[Dataset entries]
►
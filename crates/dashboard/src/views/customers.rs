//! Customer directory view and the seed trigger.

use axum::extract::{Query, State};
use axum::response::{Html, Redirect};
use loanpay_db::models::customer::Customer;
use loanpay_db::repositories::{CustomerRepo, SeedOutcome};
use serde::Deserialize;

use crate::error::DashboardResult;
use crate::format;
use crate::html::{self, Alert};
use crate::state::DashboardState;

/// Outcome of the last seed request, carried through the redirect.
#[derive(Debug, Clone, Copy, PartialEq, Eq, Deserialize)]
#[serde(rename_all = "snake_case")]
pub enum SeedNotice {
    Seeded,
    AlreadySeeded,
}

#[derive(Debug, Deserialize)]
pub struct CustomersParams {
    pub notice: Option<SeedNotice>,
}

/// GET /customers
pub async fn show(
    State(state): State<DashboardState>,
    Query(params): Query<CustomersParams>,
) -> DashboardResult<Html<String>> {
    let customers = CustomerRepo::list_all(&state.pool).await?;

    Ok(Html(html::page("Customers", &render(&customers, params.notice))))
}

/// POST /customers/seed
pub async fn seed(State(state): State<DashboardState>) -> DashboardResult<Redirect> {
    let notice = match CustomerRepo::seed_if_empty(&state.pool).await? {
        SeedOutcome::Seeded(count) => {
            tracing::info!(count, "Sample customers seeded from dashboard");
            "seeded"
        }
        SeedOutcome::AlreadySeeded => "already_seeded",
    };

    Ok(Redirect::to(&format!("/customers?notice={notice}")))
}

pub fn render(customers: &[Customer], notice: Option<SeedNotice>) -> String {
    let mut body = String::from("<h3>Customer Directory</h3>");

    match notice {
        Some(SeedNotice::Seeded) => body.push_str(&html::alert(Alert::Success, "Data seeded!")),
        Some(SeedNotice::AlreadySeeded) => {
            body.push_str(&html::alert(Alert::Info, "Database already seeded"))
        }
        None => {}
    }

    if customers.is_empty() {
        body.push_str(&html::alert(
            Alert::Warning,
            "No customers found in database.",
        ));
        body.push_str(
            "<form method=\"post\" action=\"/customers/seed\">\
             <button type=\"submit\">Seed Sample Data</button></form>",
        );
        return body;
    }

    body.push_str(&html::table(
        &[
            "Account Number",
            "Issue Date",
            "Interest Rate",
            "Tenure (mos)",
            "EMI Due",
        ],
        customers.iter().map(|c| {
            vec![
                c.account_number.clone(),
                c.issue_date.to_string(),
                format::rate(c.interest_rate),
                c.tenure.to_string(),
                format::money(c.emi_due),
            ]
        }),
    ));
    body
}

#[cfg(test)]
mod tests {
    use chrono::NaiveDate;

    use super::*;

    #[test]
    fn empty_directory_offers_seed_button() {
        let out = render(&[], None);
        assert!(out.contains("No customers found in database."));
        assert!(out.contains("action=\"/customers/seed\""));
    }

    #[test]
    fn directory_lists_formatted_rows() {
        let customer = Customer {
            id: 1,
            account_number: "ACC1002".to_string(),
            issue_date: NaiveDate::from_ymd_opt(2023, 3, 10).unwrap(),
            interest_rate: 10.0,
            tenure: 36,
            emi_due: 2200.5,
        };
        let out = render(&[customer], Some(SeedNotice::Seeded));

        assert!(out.contains("Data seeded!"));
        assert!(out.contains("<td>ACC1002</td>"));
        assert!(out.contains("<td>2023-03-10</td>"));
        assert!(out.contains("<td>10.0%</td>"));
        assert!(out.contains("<td>36</td>"));
        assert!(out.contains("<td>$2,200.50</td>"));
        assert!(!out.contains("Seed Sample Data"));
    }
}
◄
WHAT YOU SHOULD DO - What lines in the entries above hold "Query"? Copy every one.

TASK SOLUTION -
use axum::extract::{Query, State};
    Query(params): Query<CustomersParams>,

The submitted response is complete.